Databases Subject to the Act
A database is subject to the Act if it is the result of a qualitatively or quantitatively substantial investment of human, technical, financial or other resources in the collection, assembly, verification, organization or presentation of the database contents, and (i) the database is used or reused in commerce; or (ii) the database owner intends to use or reuse the database in commerce.
(1) extracting, using, or reusing all or a substantial part of the contents of a database in a manner that conflicts with the owner's normal exploitation of, or that adversely affects the actual or potential market for, the database;
(2) engaging in the repeated or systematic extraction, use, or reuse of insubstantial parts of the contents in a manner that cumulatively conflicts with the owner's normal exploitation; or
(3) procuring, directing, or committing any such prohibited act.
Exceptions to Prohibited Acts
Allows a lawful user of a database made available to the public or placed in commercial use to extract, use, or reuse insubstantial parts of its contents, subject to specified limitations.
Duration of Prohibitions
(1) a database becomes subject to this Act when the necessary investment has been made to qualify its maker as such, and shall remain subject to this Act for a 25-year period; and
(2) any change of commercial significance to a database shall make the resulting database subject to this Act for its own 25-year term ("rolling right" concept).

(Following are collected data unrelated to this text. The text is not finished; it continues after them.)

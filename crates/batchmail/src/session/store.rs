//! In-memory session store with idle expiry.

use std::collections::HashMap;
use std::sync::{Arc, Mutex, MutexGuard, PoisonError, Weak};
use std::time::{Duration, Instant};

use log::debug;
use tokio::task::JoinHandle;

use super::model::SessionState;

/// Default idle lifetime of a session (120 minutes).
pub const DEFAULT_SESSION_TTL: Duration = Duration::from_secs(120 * 60);

/// Shared handle to one session's state.
pub type SharedSession = Arc<Mutex<SessionState>>;

/// When stale sessions are evicted.
#[derive(Debug, Clone, Copy, PartialEq, Eq, Default)]
pub enum PurgePolicy {
    /// Scan every entry on each `get`. Any access purges every stale session.
    #[default]
    EveryAccess,
    /// Only the requested entry is checked on `get`; everything else waits
    /// for [`SessionStore::purge_expired`] (see [`SessionStore::spawn_sweeper`]).
    Lazy,
}

struct Entry {
    touched: Instant,
    state: SharedSession,
}

/// Session id -> workflow state, guarded by a single mutex.
///
/// Cloning is cheap; clones share the same map.
#[derive(Clone)]
pub struct SessionStore {
    entries: Arc<Mutex<HashMap<String, Entry>>>,
    ttl: Duration,
    policy: PurgePolicy,
}

impl SessionStore {
    pub fn new(ttl: Duration) -> Self {
        Self::with_policy(ttl, PurgePolicy::default())
    }

    pub fn with_policy(ttl: Duration, policy: PurgePolicy) -> Self {
        Self {
            entries: Arc::new(Mutex::new(HashMap::new())),
            ttl,
            policy,
        }
    }

    pub fn ttl(&self) -> Duration {
        self.ttl
    }

    /// Returns the session's state, creating an empty one on first access.
    ///
    /// Every call refreshes the entry's last-touch time.
    pub fn get(&self, session_id: &str) -> SharedSession {
        self.get_at(session_id, Instant::now())
    }

    fn get_at(&self, session_id: &str, now: Instant) -> SharedSession {
        let mut entries = self.lock();

        match self.policy {
            PurgePolicy::EveryAccess => {
                purge(&mut entries, now, self.ttl);
            }
            PurgePolicy::Lazy => {
                if entries
                    .get(session_id)
                    .is_some_and(|e| is_stale(e, now, self.ttl))
                {
                    entries.remove(session_id);
                }
            }
        }

        let entry = entries
            .entry(session_id.to_string())
            .or_insert_with(|| Entry {
                touched: now,
                state: Arc::new(Mutex::new(SessionState::default())),
            });
        entry.touched = now;
        Arc::clone(&entry.state)
    }

    /// Removes the session. No-op when absent.
    pub fn clear(&self, session_id: &str) {
        self.lock().remove(session_id);
    }

    /// Evicts every stale entry and returns how many were removed.
    pub fn purge_expired(&self) -> usize {
        purge(&mut self.lock(), Instant::now(), self.ttl)
    }

    /// Number of registered sessions, stale ones included.
    pub fn len(&self) -> usize {
        self.lock().len()
    }

    pub fn is_empty(&self) -> bool {
        self.len() == 0
    }

    /// Whether `session_id` is registered. Neither purges nor touches.
    pub fn contains(&self, session_id: &str) -> bool {
        self.lock().contains_key(session_id)
    }

    /// Periodically calls [`SessionStore::purge_expired`] on the tokio runtime.
    ///
    /// The task ends on its own once every clone of the store is dropped.
    pub fn spawn_sweeper(&self, interval: Duration) -> JoinHandle<()> {
        let entries: Weak<Mutex<HashMap<String, Entry>>> = Arc::downgrade(&self.entries);
        let ttl = self.ttl;

        tokio::spawn(async move {
            let mut ticker = tokio::time::interval(interval);
            ticker.tick().await;
            loop {
                ticker.tick().await;
                let Some(entries) = entries.upgrade() else {
                    break;
                };
                let mut guard = entries.lock().unwrap_or_else(PoisonError::into_inner);
                let removed = purge(&mut guard, Instant::now(), ttl);
                if removed > 0 {
                    debug!("Session sweeper evicted {} idle sessions", removed);
                }
            }
        })
    }

    fn lock(&self) -> MutexGuard<'_, HashMap<String, Entry>> {
        // Map operations cannot leave it half-updated, so poisoning is ignorable.
        self.entries.lock().unwrap_or_else(PoisonError::into_inner)
    }
}

impl Default for SessionStore {
    fn default() -> Self {
        Self::new(DEFAULT_SESSION_TTL)
    }
}

fn is_stale(entry: &Entry, now: Instant, ttl: Duration) -> bool {
    now.saturating_duration_since(entry.touched) >= ttl
}

fn purge(entries: &mut HashMap<String, Entry>, now: Instant, ttl: Duration) -> usize {
    let before = entries.len();
    entries.retain(|_, entry| !is_stale(entry, now, ttl));
    before - entries.len()
}

/// Locks a session's state, recovering from a poisoned lock.
pub fn lock_session(session: &SharedSession) -> MutexGuard<'_, SessionState> {
    session.lock().unwrap_or_else(PoisonError::into_inner)
}

#[cfg(test)]
mod tests {
    use super::*;
    use crate::session::model::Recipient;

    fn ada() -> Recipient {
        Recipient::new("Dr.", "Ada", "Lovelace", "ada@example.com").unwrap()
    }

    #[test]
    fn test_get_creates_and_reuses_state() {
        let store = SessionStore::default();
        let first = store.get("s1");
        lock_session(&first).replace_recipients(vec![ada()]);

        let second = store.get("s1");
        assert!(Arc::ptr_eq(&first, &second));
        assert_eq!(lock_session(&second).recipients.len(), 1);
        assert_eq!(store.len(), 1);
    }

    #[test]
    fn test_get_is_idempotent_and_touches() {
        let ttl = Duration::from_secs(60);
        let store = SessionStore::new(ttl);
        let start = Instant::now();
        let before = lock_session(&store.get_at("s1", start)).clone();

        let again = lock_session(&store.get_at("s1", start + ttl / 2)).clone();
        assert_eq!(before, again);

        // Past the TTL since creation, but only half a TTL since the last touch
        store.get_at("other", start + ttl + ttl / 4);
        assert!(store.contains("s1"));

        store.get_at("other", start + ttl * 2);
        assert!(!store.contains("s1"));
    }

    #[test]
    fn test_zero_ttl_purges_other_sessions_on_access() {
        let store = SessionStore::new(Duration::ZERO);
        store.get("stale");
        assert!(store.contains("stale"));

        store.get("fresh");
        assert!(!store.contains("stale"));
        assert!(store.contains("fresh"));
    }

    #[test]
    fn test_expired_session_comes_back_empty() {
        let store = SessionStore::new(Duration::ZERO);
        lock_session(&store.get("s1")).replace_recipients(vec![ada()]);
        assert!(lock_session(&store.get("s1")).recipients.is_empty());
    }

    #[test]
    fn test_clear() {
        let store = SessionStore::default();
        lock_session(&store.get("s1")).oauth_authorized = true;
        store.clear("s1");
        store.clear("never-existed");
        assert!(!store.contains("s1"));
        assert!(!lock_session(&store.get("s1")).oauth_authorized);
    }

    #[test]
    fn test_lazy_policy_only_checks_requested_entry() {
        let store = SessionStore::with_policy(Duration::ZERO, PurgePolicy::Lazy);
        store.get("a");
        store.get("b");
        assert!(store.contains("a"));
        assert_eq!(store.purge_expired(), 2);
        assert!(store.is_empty());
    }

    #[tokio::test]
    async fn test_sweeper_evicts_idle_sessions() {
        let store = SessionStore::with_policy(Duration::from_millis(10), PurgePolicy::Lazy);
        store.get("idle");
        let handle = store.spawn_sweeper(Duration::from_millis(20));

        tokio::time::sleep(Duration::from_millis(100)).await;
        assert!(!store.contains("idle"));

        handle.abort();
    }
}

Civil Remedies for Violation of Section 4
- Civil Actions
- Temporary and Permanent Injunctions
- Monetary Relief
Criminal Offenses and Penalties for Violation of Section 4
Sets penalties for willfully violating Section 4 for direct or indirect commercial advantage or financial gain, or thereby causing loss or damage to an owner aggregating $10,000 or more in any one-year calendar period.
Relationship to Other Laws
- The remedies against violations hereunder shall be without prejudice to any remedies under any copyright that may subsist in the database, any contents of the database, or the selection, coordination or arrangement of such contents. Such remedies shall not limit, impair, or otherwise affect the existence, scope or duration of protection under any such copyright.
- Nothing in this Act shall restrict the rights of parties freely to enter into licenses or any other contracts with respect to database or their contents.
- Nothing in this Act shall prejudice provisions concerning copyright, rights related to copyright or any other rights or obligations in the database or its contents, including laws in respect of patent, trademark, design rights, antitrust or competition, trade secrets, data protection and privacy, access to public documents, and the law of contract.
Circumvention of Database Protection Systems
Prohibits circumventing, without the authority of the owner or the law, database protection systems.
Integrity of Database Management Information
(1) providing, or publicly distributing or importing for public distribution, false database management information; and
(2) removing or altering database management information without authority of the owner or the law.
Civil Remedies for Violations of Sections 10 or 11
Criminal Offenses and Penalties for Violation of Section 11
Limitations on Actions
Bars any action unless commenced within three years after the owner knew or should have known of the claim.